No somos iguales. La identidad se funde en un hilo maleable que nos mueve sin quererlo. Verano, otoño, invierno y primavera, cada una mueve los hilos y a cada uno de distinta manera. Semejanzas sí, pero nada es igual para todos.
Somos como marionetas movidas por las fuerzas naturales, también por fuerzas invisibles que algunos creen que somos nosotros mismos y otros el mismo Dios.

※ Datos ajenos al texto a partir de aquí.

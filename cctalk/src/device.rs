//! High-level device interface

use std::sync::Arc;

use bytes::Bytes;
use tracing::{debug, info, warn};

use cctalk_core::{Header, Message, MessageBuilder};
use cctalk_transport::{TcpTransport, TransactionExecutor, Transport};
use cctalk_types::{DeviceInfo, EventSnapshot};

use crate::config::DeviceConfig;
use crate::error::{Error, Result};

/// ccTalk peripheral
///
/// Every command is one request/response transaction. Commands take `&self`
/// and may be issued from several tasks; transactions are serialized per
/// device.
///
/// # Examples
///
/// ```no_run
/// use cctalk::{Device, DeviceConfig};
///
/// #[tokio::main]
/// async fn main() -> cctalk::Result<()> {
///     let device = Device::tcp("192.168.1.50", 4001, DeviceConfig::new(40));
///
///     let info = device.initialise().await?;
///     println!("Device: {}", info);
///
///     device.disconnect().await?;
///     Ok(())
/// }
/// ```
pub struct Device {
    config: DeviceConfig,
    executor: TransactionExecutor,
}

impl Device {
    /// Create a device on an existing transport
    ///
    /// Must be called from within a tokio runtime.
    pub fn new(transport: Arc<dyn Transport>, config: DeviceConfig) -> Self {
        let executor = TransactionExecutor::new(transport, config.checksum_type);
        Self { config, executor }
    }

    /// Create a device reached through a serial-over-IP bridge
    pub fn tcp(host: impl Into<String>, port: u16, config: DeviceConfig) -> Self {
        Self::new(Arc::new(TcpTransport::new(host, port)), config)
    }

    pub fn config(&self) -> &DeviceConfig {
        &self.config
    }

    pub fn address(&self) -> u8 {
        self.config.address
    }

    /// Check if connected
    pub fn is_connected(&self) -> bool {
        self.executor.transport().is_open()
    }

    /// Open the transport
    pub async fn connect(&self) -> Result<()> {
        info!(
            "Connecting to device {} via {}...",
            self.config.address,
            self.executor.transport().remote_addr()
        );
        self.executor.transport().open().await?;
        info!("Connected");
        Ok(())
    }

    /// Close the transport
    pub async fn disconnect(&self) -> Result<()> {
        if !self.is_connected() {
            return Ok(());
        }

        info!("Disconnecting from device {}...", self.config.address);
        self.executor.transport().close().await?;
        info!("Disconnected");
        Ok(())
    }

    /// Send a command and return the device's response
    ///
    /// NAK and BUSY replies are reported as [`Error::UnexpectedResponse`].
    pub async fn request(&self, header: impl Into<u8>, data: impl Into<Bytes>) -> Result<Message> {
        self.ensure_connected()?;

        let request = MessageBuilder::new(self.config.checksum_type)
            .destination(self.config.address)
            .source(self.config.master_address)
            .header(header)
            .data(data)
            .build()?;

        let response = self
            .executor
            .transact(&request, self.config.read_timeout)
            .await?;

        if response.is_nak() || response.is_busy() {
            return Err(Error::UnexpectedResponse(format!(
                "{} answered {}",
                request,
                header_name(response.header())
            )));
        }

        Ok(response)
    }

    /// Simple poll (254), answered by an ACK
    pub async fn simple_poll(&self) -> Result<()> {
        let response = self.request(Header::SimplePoll, Bytes::new()).await?;
        expect_ack(&response, Header::SimplePoll)
    }

    /// Check the device answers a simple poll
    ///
    /// Only timeouts are retried, up to `liveness_attempts` polls.
    ///
    /// # Errors
    ///
    /// [`Error::Unreachable`] once every attempt timed out; any other
    /// failure is returned as is.
    pub async fn check_alive(&self) -> Result<()> {
        let attempts = self.config.liveness_attempts;

        for attempt in 1..=attempts {
            match self.simple_poll().await {
                Ok(()) => {
                    debug!("Device {} alive (attempt {})", self.config.address, attempt);
                    return Ok(());
                }
                Err(Error::Transaction(err)) if err.is_timeout() => {
                    warn!(
                        "Simple poll {}/{} to device {} timed out",
                        attempt, attempts, self.config.address
                    );
                }
                Err(err) => return Err(err),
            }
        }

        Err(Error::Unreachable { attempts })
    }

    pub async fn request_manufacturer_id(&self) -> Result<String> {
        self.request_ascii(Header::RequestManufacturerId).await
    }

    pub async fn request_equipment_category_id(&self) -> Result<String> {
        self.request_ascii(Header::RequestEquipmentCategoryId).await
    }

    pub async fn request_product_code(&self) -> Result<String> {
        self.request_ascii(Header::RequestProductCode).await
    }

    pub async fn request_build_code(&self) -> Result<String> {
        self.request_ascii(Header::RequestBuildCode).await
    }

    /// Get device identification
    pub async fn device_info(&self) -> Result<DeviceInfo> {
        let info = DeviceInfo::new(
            self.config.address,
            self.request_manufacturer_id().await?,
            self.request_equipment_category_id().await?,
            self.request_product_code().await?,
            self.request_build_code().await?,
        );

        debug!("Device info: {}", info);

        Ok(info)
    }

    /// Run the device self check and return its fault code (0: no fault)
    pub async fn perform_self_check(&self) -> Result<u8> {
        let response = self.request(Header::PerformSelfCheck, Bytes::new()).await?;

        // Some devices answer a plain ACK when no fault is found
        if response.is_ack() {
            return Ok(0);
        }

        match response.data().as_ref() {
            [fault] | [fault, _] => Ok(*fault),
            data => Err(Error::UnexpectedResponse(format!(
                "self check answered {} data byte(s)",
                data.len()
            ))),
        }
    }

    /// Request the master inhibit status
    ///
    /// Returns `true` in normal operation and `false` while the master
    /// inhibit is active (no bill accepted).
    pub async fn request_master_inhibit_status(&self) -> Result<bool> {
        let response = self
            .request(Header::RequestMasterInhibitStatus, Bytes::new())
            .await?;

        match response.data().as_ref() {
            [status] => Ok(status & 0x01 == 0x01),
            data => Err(Error::UnexpectedResponse(format!(
                "master inhibit status answered {} data byte(s)",
                data.len()
            ))),
        }
    }

    /// Set the master inhibit status, `true` for normal operation
    pub async fn modify_master_inhibit_status(&self, accepting: bool) -> Result<()> {
        debug!(
            "Setting master inhibit of device {} to {}",
            self.config.address,
            if accepting { "normal operation" } else { "inhibited" }
        );

        let response = self
            .request(
                Header::ModifyMasterInhibitStatus,
                Bytes::copy_from_slice(&[accepting as u8]),
            )
            .await?;
        expect_ack(&response, Header::ModifyMasterInhibitStatus)
    }

    /// Read the device event buffer
    pub async fn read_buffered_events(&self) -> Result<EventSnapshot> {
        let response = self
            .request(Header::ReadBufferedBillEvents, Bytes::new())
            .await?;
        Ok(EventSnapshot::from_response_data(response.data())?)
    }

    /// Bring the device up: connect, check it answers, run its self check
    ///
    /// # Errors
    ///
    /// [`Error::SelfCheckFault`] if the self check reports a fault.
    pub async fn initialise(&self) -> Result<DeviceInfo> {
        if !self.is_connected() {
            self.connect().await?;
        }

        self.check_alive().await?;

        let fault = self.perform_self_check().await?;
        if fault != 0 {
            return Err(Error::SelfCheckFault(fault));
        }

        let info = self.device_info().await?;
        info!("Initialised {}", info);

        Ok(info)
    }

    // Helper methods

    fn ensure_connected(&self) -> Result<()> {
        if !self.is_connected() {
            return Err(Error::NotConnected);
        }
        Ok(())
    }

    async fn request_ascii(&self, header: Header) -> Result<String> {
        let response = self.request(header, Bytes::new()).await?;
        let text = String::from_utf8_lossy(response.data());
        Ok(text.trim_end_matches(['\0', ' ']).to_string())
    }
}

fn expect_ack(response: &Message, command: Header) -> Result<()> {
    if response.is_ack() {
        return Ok(());
    }
    Err(Error::UnexpectedResponse(format!(
        "expected ACK to {}, got {}",
        command, response
    )))
}

fn header_name(header: u8) -> String {
    Header::try_from(header)
        .map(|h| h.to_string())
        .unwrap_or_else(|_| header.to_string())
}
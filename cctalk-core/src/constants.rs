//! Protocol constants

/// Address of the host (master) on a ccTalk bus
pub const MASTER_ADDRESS: u8 = 1;

/// Broadcast address
pub const BROADCAST_ADDRESS: u8 = 0;

/// Default address of a bill validator
pub const DEFAULT_BILL_VALIDATOR_ADDRESS: u8 = 40;

/// Default address of a coin acceptor
pub const DEFAULT_COIN_ACCEPTOR_ADDRESS: u8 = 2;

/// Default read timeout (milliseconds)
pub const DEFAULT_READ_TIMEOUT_MS: u64 = 1000;

/// Default buffered event poll period (milliseconds)
pub const DEFAULT_POLL_PERIOD_MS: u64 = 200;

/// Maximum attempts for a liveness (simple poll) check
pub const MAX_LIVENESS_ATTEMPTS: usize = 3;

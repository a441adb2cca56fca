//! Bill validator event polling example
//!
//! Set `CCTALK_BRIDGE` to the `host:port` of a serial-over-IP bridge and
//! `CCTALK_ADDRESS` to the validator address (default 40).

use std::sync::Arc;
use std::time::Duration;

use cctalk::constants::DEFAULT_BILL_VALIDATOR_ADDRESS;
use cctalk::{
    Device, DeviceConfig, Error, EventListener, EventLoss, EventPoller, EventReconciler,
    EventRecord,
};
use tracing_subscriber::EnvFilter;

struct PrintingListener;

impl EventListener for PrintingListener {
    fn on_new_event(&mut self, event: &EventRecord) {
        match event.bill_type() {
            Ok(bill) => println!("Bill type {} ({:?})", bill, event.kind()),
            Err(_) => println!("{:?}: {:?}", event.category(), event.kind()),
        }
    }

    fn on_lost_events(&mut self, loss: &EventLoss) {
        println!(
            "Lost {} event(s) between counters {} and {}",
            loss.lost_count,
            loss.previous.counter(),
            loss.current.counter()
        );
    }

    fn on_poll_error(&mut self, error: &Error) {
        println!("Poll failed: {}", error);
    }
}

#[tokio::main]
async fn main() -> cctalk::Result<()> {
    tracing_subscriber::fmt()
        .with_env_filter(EnvFilter::try_from_default_env().unwrap_or_else(|_| "info".into()))
        .init();

    let bridge = std::env::var("CCTALK_BRIDGE").unwrap_or_else(|_| "192.168.1.50:4001".to_string());
    let address = std::env::var("CCTALK_ADDRESS")
        .ok()
        .and_then(|a| a.parse().ok())
        .unwrap_or(DEFAULT_BILL_VALIDATOR_ADDRESS);

    let (host, port) = bridge.rsplit_once(':').unwrap_or((bridge.as_str(), "4001"));
    let port = port.parse().unwrap_or(4001);

    let config = DeviceConfig::new(address).with_poll_period(Duration::from_millis(200));
    let device = Arc::new(Device::tcp(host, port, config));

    let info = device.initialise().await?;
    println!("Device: {}", info);

    device.modify_master_inhibit_status(true).await?;
    println!("Accepting bills for 60 seconds...");

    let mut reconciler = EventReconciler::from_config(device.config());
    reconciler.add_listener(Box::new(PrintingListener));

    let poller = EventPoller::for_device(device.clone(), reconciler);
    tokio::time::sleep(Duration::from_secs(60)).await;

    let reconciler = poller.stop(Duration::from_secs(2)).await?;
    println!("Last event counter: {:?}", reconciler.last_counter());

    device.modify_master_inhibit_status(false).await?;
    device.disconnect().await?;

    Ok(())
}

Cae una gota en la mejilla izquierda, el primer contacto es frío y excitante, resbala acomodándose a la piel que nos une al mundo de los sentidos, en segundos caen mas y cada una repite sensaciones e incluso trayectos. Comienzan a caer hojas a la tierra y todo acaba mojado. Seguramente un movimiento ajustado a la costumbre que no disiente de otro cualquiera, igual o más hermoso. Son tantos los que se quedan ocultos y pasan sin darnos cuenta, sin vivirlos.

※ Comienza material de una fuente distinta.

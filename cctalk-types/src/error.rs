pub type Result<T> = std::result::Result<T, Error>;

#[derive(Debug, Clone, PartialEq, Eq, thiserror::Error)]
pub enum Error {
    #[error("Unrecognized event: resultA={result_a}, resultB={result_b}")]
    UnrecognizedEvent { result_a: u8, result_b: u8 },

    #[error("Invalid event buffer: expected {expected} data bytes, got {actual}")]
    InvalidEventBuffer { expected: usize, actual: usize },

    #[error("Event {0} is not a credit or pending credit event")]
    NotACreditEvent(String),
}
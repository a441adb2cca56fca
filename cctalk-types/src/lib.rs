//! Type definitions for cctalk

pub mod device_info;
pub mod error;
pub mod event;

pub use device_info::DeviceInfo;
pub use error::{Error, Result};
pub use event::{EventCategory, EventKind, EventRecord, EventSnapshot};
//! # cctalk
//!
//! Host-side (master) implementation of the ccTalk serial protocol used by
//! coin acceptors and bill validators.
//!
//! ## Features
//!
//! - CRC-16 and simple checksum framing
//! - Serialized request/response transactions with timeouts
//! - Async/await API using Tokio
//! - Lossless, ordered replay of bill validator events
//!
//! ## Quick Start
//!
//! ```no_run
//! use std::sync::Arc;
//! use std::time::Duration;
//!
//! use cctalk::{Device, DeviceConfig, EventPoller, EventReconciler};
//!
//! #[tokio::main]
//! async fn main() -> cctalk::Result<()> {
//!     // Bill validator behind a serial-over-IP bridge
//!     let device = Arc::new(Device::tcp("192.168.1.50", 4001, DeviceConfig::new(40)));
//!
//!     let info = device.initialise().await?;
//!     println!("{}", info);
//!
//!     device.modify_master_inhibit_status(true).await?;
//!
//!     let reconciler = EventReconciler::from_config(device.config());
//!     let poller = EventPoller::for_device(device.clone(), reconciler);
//!     tokio::time::sleep(Duration::from_secs(30)).await;
//!     poller.stop(Duration::from_secs(2)).await?;
//!
//!     device.disconnect().await?;
//!     Ok(())
//! }
//! ```

pub mod config;
pub mod device;
pub mod error;
pub mod poller;
pub mod reconciler;

#[cfg(test)]
mod testing;

// Re-exports
pub use config::DeviceConfig;
pub use device::Device;
pub use error::{Error, Result};
pub use poller::EventPoller;
pub use reconciler::{EventListener, EventLoss, EventReconciler, FeedOutcome};

// Re-export types
pub use cctalk_core::{constants, ChecksumType, Header, Message, MessageBuilder};
pub use cctalk_transport::{TcpTransport, TransactionError, Transport};
pub use cctalk_types::{DeviceInfo, EventCategory, EventKind, EventRecord, EventSnapshot};
//! Device configuration

use std::time::Duration;

use cctalk_core::{
    constants::{
        DEFAULT_POLL_PERIOD_MS, DEFAULT_READ_TIMEOUT_MS, MASTER_ADDRESS, MAX_LIVENESS_ATTEMPTS,
    },
    ChecksumType,
};

/// Default number of snapshots kept by the event reconciler
pub const DEFAULT_HISTORY_CAPACITY: usize = 50;

/// Settings for one peripheral on the bus
#[derive(Debug, Clone, PartialEq, Eq)]
pub struct DeviceConfig {
    /// Bus address of the peripheral
    pub address: u8,

    /// Address of this host, used as source by the simple checksum variant
    pub master_address: u8,

    pub checksum_type: ChecksumType,

    /// Time allowed for a complete response frame
    pub read_timeout: Duration,

    /// Delay between two event buffer reads while polling
    pub poll_period: Duration,

    /// Event snapshots kept for inspection
    pub history_capacity: usize,

    /// Simple polls attempted by a liveness check
    pub liveness_attempts: usize,
}

impl DeviceConfig {
    /// Configuration for the device at `address`, with protocol defaults
    pub fn new(address: u8) -> Self {
        Self {
            address,
            master_address: MASTER_ADDRESS,
            checksum_type: ChecksumType::Crc16,
            read_timeout: Duration::from_millis(DEFAULT_READ_TIMEOUT_MS),
            poll_period: Duration::from_millis(DEFAULT_POLL_PERIOD_MS),
            history_capacity: DEFAULT_HISTORY_CAPACITY,
            liveness_attempts: MAX_LIVENESS_ATTEMPTS,
        }
    }

    pub fn with_master_address(mut self, master_address: u8) -> Self {
        self.master_address = master_address;
        self
    }

    pub fn with_checksum_type(mut self, checksum_type: ChecksumType) -> Self {
        self.checksum_type = checksum_type;
        self
    }

    /// Set response timeout
    pub fn with_read_timeout(mut self, timeout: Duration) -> Self {
        self.read_timeout = timeout;
        self
    }

    pub fn with_poll_period(mut self, period: Duration) -> Self {
        self.poll_period = period;
        self
    }

    /// Set reconciler history capacity (at least 1)
    pub fn with_history_capacity(mut self, capacity: usize) -> Self {
        self.history_capacity = capacity.max(1);
        self
    }

    /// Set liveness attempts (at least 1)
    pub fn with_liveness_attempts(mut self, attempts: usize) -> Self {
        self.liveness_attempts = attempts.max(1);
        self
    }
}

#[cfg(test)]
mod tests {
    use super::*;
    use pretty_assertions::assert_eq;

    #[test]
    fn test_defaults() {
        let config = DeviceConfig::new(40);

        assert_eq!(config.address, 40);
        assert_eq!(config.master_address, 1);
        assert_eq!(config.checksum_type, ChecksumType::Crc16);
        assert_eq!(config.read_timeout, Duration::from_millis(1000));
        assert_eq!(config.poll_period, Duration::from_millis(200));
        assert_eq!(config.history_capacity, 50);
        assert_eq!(config.liveness_attempts, 3);
    }

    #[test]
    fn test_setters_clamp() {
        let config = DeviceConfig::new(2)
            .with_checksum_type(ChecksumType::Simple)
            .with_history_capacity(0)
            .with_liveness_attempts(0);

        assert_eq!(config.checksum_type, ChecksumType::Simple);
        assert_eq!(config.history_capacity, 1);
        assert_eq!(config.liveness_attempts, 1);
    }
}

Echo de menos casi todas las fragancias, ocultas en artificios, aparatos ruidosos y olores construidos, culturales como la superficialidad, el tener y la desidia... Me gustaba oler el agua al contacto con la tierra o la tierra al contacto del agua, las hojas de marialuisa, el arroz ayuno, los sobacos de mi abuelo, su gorra, sus pañuelos. Los abrazos con los amigos jugando, el olor a puro desde la puerta de mi casa hasta la cocina. El musgo en una roca resbaladiza, el tomate y el limón al abrirlos...  y quizá los sueños... ya no huelen a nada, o lo parece al mirar las plazas vacías, los lugares de encuentro vacíos, y los rincones llenos de olores muertos.

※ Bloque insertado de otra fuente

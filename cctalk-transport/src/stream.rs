//! Generic stream transport
//!
//! Wraps any pair of async read/write halves, e.g. a serial port stream or an
//! in-memory `tokio::io::duplex` pipe.

use std::sync::atomic::{AtomicBool, Ordering};
use std::time::Duration;

use async_trait::async_trait;
use bytes::{Bytes, BytesMut};
use tokio::io::{AsyncRead, AsyncReadExt, AsyncWrite, AsyncWriteExt, ReadHalf, WriteHalf};
use tokio::sync::Mutex;
use tokio::time::{timeout_at, Instant};
use tracing::{debug, trace};

use crate::{error::*, Transport};

/// Same as tokio's own cap for timers that would overflow
const FAR_FUTURE: Duration = Duration::from_secs(86_400 * 365 * 30);

/// Instant `timeout` from now, capped for timeouts too large to represent
pub(crate) fn deadline_after(timeout: Duration) -> Instant {
    let now = Instant::now();
    now.checked_add(timeout).unwrap_or(now + FAR_FUTURE)
}

/// Read exactly `count` bytes before `timeout` elapses
///
/// On timeout the error reports how many bytes did arrive, so callers can
/// tell silence from a response cut short.
pub(crate) async fn read_exact_within<R>(
    reader: &mut R,
    count: usize,
    timeout: Duration,
) -> Result<Bytes>
where
    R: AsyncRead + Unpin,
{
    let deadline = deadline_after(timeout);
    let mut buf = BytesMut::with_capacity(count);

    while buf.len() < count {
        let mut limited = (&mut *reader).take((count - buf.len()) as u64);
        match timeout_at(deadline, limited.read_buf(&mut buf)).await {
            Err(_) => {
                return Err(Error::ReadTimeout {
                    expected: count,
                    received: buf.len(),
                });
            }
            Ok(Ok(0)) => return Err(Error::ConnectionClosed),
            Ok(Ok(_)) => {}
            Ok(Err(e)) => return Err(Error::Io(e)),
        }
    }

    trace!("Received {} bytes: {:02X?}", buf.len(), &buf[..]);

    Ok(buf.freeze())
}

/// Read and drop whatever `reader` has ready without waiting
pub(crate) async fn drain_ready<R>(reader: &mut R) -> Result<usize>
where
    R: AsyncRead + Unpin,
{
    let mut buf = [0u8; 64];
    let mut discarded = 0;

    // A zero timeout still polls the read once
    while let Ok(read) = tokio::time::timeout(Duration::ZERO, reader.read(&mut buf)).await {
        match read? {
            0 => break,
            n => discarded += n,
        }
    }

    if discarded > 0 {
        trace!("Discarded {} stale bytes", discarded);
    }
    Ok(discarded)
}

/// Transport over an arbitrary async byte stream
///
/// The channel starts closed; [`open`](Transport::open) only marks it usable
/// since the underlying stream is already established.
pub struct StreamTransport<R, W> {
    name: String,
    reader: Mutex<R>,
    writer: Mutex<W>,
    open: AtomicBool,
}

impl<R, W> StreamTransport<R, W>
where
    R: AsyncRead + Unpin + Send,
    W: AsyncWrite + Unpin + Send,
{
    pub fn new(reader: R, writer: W, name: impl Into<String>) -> Self {
        Self {
            name: name.into(),
            reader: Mutex::new(reader),
            writer: Mutex::new(writer),
            open: AtomicBool::new(false),
        }
    }
}

impl<S> StreamTransport<ReadHalf<S>, WriteHalf<S>>
where
    S: AsyncRead + AsyncWrite + Send,
{
    /// Split a bidirectional stream into a transport
    pub fn from_stream(stream: S, name: impl Into<String>) -> Self {
        let (reader, writer) = tokio::io::split(stream);
        Self {
            name: name.into(),
            reader: Mutex::new(reader),
            writer: Mutex::new(writer),
            open: AtomicBool::new(false),
        }
    }
}

#[async_trait]
impl<R, W> Transport for StreamTransport<R, W>
where
    R: AsyncRead + Unpin + Send,
    W: AsyncWrite + Unpin + Send,
{
    async fn open(&self) -> Result<()> {
        if self.open.swap(true, Ordering::SeqCst) {
            return Err(Error::AlreadyConnected);
        }
        debug!("Opened stream {}", self.name);
        Ok(())
    }

    async fn close(&self) -> Result<()> {
        if self.open.swap(false, Ordering::SeqCst) {
            debug!("Closed stream {}", self.name);
        }
        Ok(())
    }

    fn is_open(&self) -> bool {
        self.open.load(Ordering::SeqCst)
    }

    async fn write(&self, data: &[u8]) -> Result<()> {
        if !self.is_open() {
            return Err(Error::NotConnected);
        }

        trace!("Sending {} bytes: {:02X?}", data.len(), data);

        let mut writer = self.writer.lock().await;
        writer.write_all(data).await?;
        writer.flush().await?;
        Ok(())
    }

    async fn read(&self, count: usize, timeout: Duration) -> Result<Bytes> {
        if !self.is_open() {
            return Err(Error::NotConnected);
        }

        let mut reader = self.reader.lock().await;
        read_exact_within(&mut *reader, count, timeout).await
    }

    async fn discard_input(&self) -> Result<usize> {
        if !self.is_open() {
            return Err(Error::NotConnected);
        }

        let mut reader = self.reader.lock().await;
        drain_ready(&mut *reader).await
    }

    fn remote_addr(&self) -> String {
        self.name.clone()
    }
}

#[cfg(test)]
mod tests {
    use super::*;
    use pretty_assertions::assert_eq;
    use tokio::io::DuplexStream;

    type Pipe = StreamTransport<ReadHalf<DuplexStream>, WriteHalf<DuplexStream>>;

    async fn open_pipe() -> (Pipe, DuplexStream) {
        let (ours, theirs) = tokio::io::duplex(64);
        let transport = StreamTransport::from_stream(ours, "pipe");
        transport.open().await.unwrap();
        (transport, theirs)
    }

    #[tokio::test]
    async fn test_closed_stream_rejects_io() {
        let (ours, _theirs) = tokio::io::duplex(64);
        let transport = StreamTransport::from_stream(ours, "pipe");

        assert!(!transport.is_open());
        assert!(matches!(transport.write(&[1]).await, Err(Error::NotConnected)));
        assert!(matches!(
            transport.read(1, Duration::from_millis(10)).await,
            Err(Error::NotConnected)
        ));
    }

    #[tokio::test]
    async fn test_open_twice() {
        let (transport, _theirs) = open_pipe().await;
        assert!(matches!(transport.open().await, Err(Error::AlreadyConnected)));

        transport.close().await.unwrap();
        assert!(!transport.is_open());
        transport.open().await.unwrap();
    }

    #[tokio::test]
    async fn test_read_exact_count() {
        let (transport, mut theirs) = open_pipe().await;
        theirs.write_all(&[1, 2, 3, 4, 5]).await.unwrap();

        let head = transport.read(2, Duration::from_millis(100)).await.unwrap();
        let tail = transport.read(3, Duration::from_millis(100)).await.unwrap();

        assert_eq!(head.as_ref(), &[1, 2]);
        assert_eq!(tail.as_ref(), &[3, 4, 5]);
    }

    #[tokio::test]
    async fn test_write_reaches_peer() {
        let (transport, mut theirs) = open_pipe().await;
        transport.write(&[40, 0, 0xB6, 254, 0x21]).await.unwrap();

        let mut buf = [0u8; 5];
        theirs.read_exact(&mut buf).await.unwrap();
        assert_eq!(buf, [40, 0, 0xB6, 254, 0x21]);
    }

    #[tokio::test(start_paused = true)]
    async fn test_read_timeout_reports_partial() {
        let (transport, mut theirs) = open_pipe().await;
        theirs.write_all(&[1, 2]).await.unwrap();

        let result = transport.read(4, Duration::from_millis(50)).await;
        assert!(matches!(
            result,
            Err(Error::ReadTimeout {
                expected: 4,
                received: 2
            })
        ));
    }

    #[tokio::test]
    async fn test_read_with_unbounded_timeout() {
        let (transport, mut theirs) = open_pipe().await;
        theirs.write_all(&[1, 2, 3]).await.unwrap();

        let data = transport.read(3, Duration::MAX).await.unwrap();
        assert_eq!(data.as_ref(), &[1, 2, 3]);
    }

    #[tokio::test]
    async fn test_discard_input() {
        let (transport, mut theirs) = open_pipe().await;
        assert_eq!(transport.discard_input().await.unwrap(), 0);

        theirs.write_all(&[9, 9, 9]).await.unwrap();
        assert_eq!(transport.discard_input().await.unwrap(), 3);

        theirs.write_all(&[7]).await.unwrap();
        let data = transport.read(1, Duration::from_millis(100)).await.unwrap();
        assert_eq!(data.as_ref(), &[7]);
    }

    #[tokio::test]
    async fn test_peer_hangup() {
        let (transport, theirs) = open_pipe().await;
        drop(theirs);

        let result = transport.read(1, Duration::from_millis(100)).await;
        assert!(matches!(result, Err(Error::ConnectionClosed)));
    }
}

El otoño y la melancolía, monomanía que "hace que no encuentre quien la padece ni gusto ni diversión". ¡Cuánto miente el diccionario, no ha de haber gusto y placer en el regodeo triste de la melancolía! Diez mil momentos conozco y otros diez mil por cada persona íntima y amiga. Sí, nos hemos regocijado muchas veces en esa "vaga, profunda y sosegada tristeza" suavemente dominante y quizá tan estimulante como la sonrisa y la carcajada de un niño. Quizá a ese infante que todos tenemos dentro y que nunca nos dejó o a nuestros sobrinos, hijos, nietos o nada... solamente queridos. Lo repetiré un millón de veces " la sonrisa... la expresión del ser que se alegra de ser".
Llueve suave y me alegro. Caen la hojas y me alegro. Llega la melancolía y me alegro.
¿Acaso hay alguna ley natural o escrita que nos diga de qué debemos alegrarnos?